The elder has long been associated with witchcraft and magic, and various superstitions and charms connect it to the Daoine Sith, the native fairies of Scotland. Standing under an elder tree at Beltane, Midsummer or Samhain allows you to see the Riders of the Sith, and sleeping under an elder will invoke vivid dreams of the fairies. The elder is thought to repel malignant spirits, so it’s often cultivated near houses, barns, and stables, while wearing elderflowers in your hair affords you the protection of benign spirits and keeps you from harm.
Witches are said to be able to turn themselves into elder trees, and each tree is thought to be inhabited by an Elder Mother. Her permission must be sought if you want to cut any wood from Her tree, traditionally by saying, “Elder Mother, let me borrow some of your wood and when I turn into a tree you can have some of mine.” The Elder Mother’s silence is her consent. A Scandinavian folk tale recounts that a cradle of elder wood was made without the permission of the Elder Mother, and each time the child for which it was intended was placed in it, the Elder Mother would pull him out by his legs until eventually the cradle was no longer used.
The crooked growth of the elder tree is attributed to a punishment imposed upon it for its use as the wood of the cross on which Christ was crucified. In The Popular Rhymes of Scotland (1870), Robert Chalmers recounts a rhyme addressed to it:
Bourtree, bourtree, crooked rung.
Never straight, and never strong.
Ever bush and never tree,
since our Lord was nailed to ye!
The elder was also thought to have been the tree from which Judas Iscariot hanged himself, and the ear-shaped fungus, auricularia auricula-judae, most often found on the elder, has the common name Judas’s Ear. The notion that Judas died on an elder was popularised by Shakespeare in Love’s Labour’s Lost (Begin, sir; you are my elder / Well followed: Judas was hanged on an elder), and in Cymbeline, it serves as a symbol of grief (and let the stinking elder, grief, untwine / His perishing root with the increasing vine!).
Hippocrates referred to the elder as his medicine chest because of its wide and varied medicinal benefits, and the berries have been used as a remedy for cold and flu for centuries. In the 17th century, a whole book was written about its healing qualities. Numerous studies have proven the anti-bacterial and anti-viral properties of elderberries, and recent research has shown that they’re also an anti-inflammatory. They are rich in antioxidants and vitamins C and A, and contain a high level of immune-boosting compounds.
With cold and flu season just around the corner and elderberries ripe on the trees, this is the time to make up a big batch of elderberry syrup. Aside from the health benefits, it’s super cheap to make and tastes amazing. Take it daily throughout the winter months for an immune system boost, or hourly to quickly see off a cold that’s already set it.

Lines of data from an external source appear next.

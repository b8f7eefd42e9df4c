/// Default MiloMCP server base URL when no configuration is provided.
pub const DEFAULT_SERVER_URL: &str = "http://localhost:3000";

/// Fixed request timeout in seconds. Once a call is issued it runs to
/// completion; this timeout is the only cancellation-like mechanism.
pub const REQUEST_TIMEOUT_SECS: u64 = 30;

/// TCP connect timeout in seconds.
pub const CONNECT_TIMEOUT_SECS: u64 = 10;

/// Path of the bidirectional streaming endpoint, relative to the base URL.
pub const WS_PATH: &str = "/ws";

/// Path of the server-sent-events endpoint, relative to the base URL.
pub const SSE_PATH: &str = "/sse";

/// JSON-RPC protocol version sent in every envelope.
pub const JSONRPC_VERSION: &str = "2.0";

// Keyring coordinates for the persisted bearer token
pub const SERVICE_NAME_FOR_KEYRING: &str = "milomcp-console";
pub const ACCOUNT_NAME_FOR_KEYRING: &str = "default";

You can also pour it over ice cream or pancakes, use it as a baking ingredient in muffins or cupcakes, or drink it diluted with fizzy water – or prosecco!
- 250 g elderberries (you can half this if using dried berries)
- 1 litre water
- 6 cloves
- 2 cinnamon sticks
- 2 tbsp fresh ginger, grated
- 500 ml honey
- Place the elderberries, water, cloves, cinnamon, and grated ginger in a pan and bring to the boil. Immediately reduce the heat and simmer for thirty minutes. or until reduced by about half.
- Strain the mixture using a cheese cloth or an old pillowcase, being sure to squeeze out all the juice.
- Add the honey to the warm mixture and stir until completely combined.
- Carefully pour the syrup into glass bottles (it helps to pour it from the pot to a jug first), and keep refrigerated.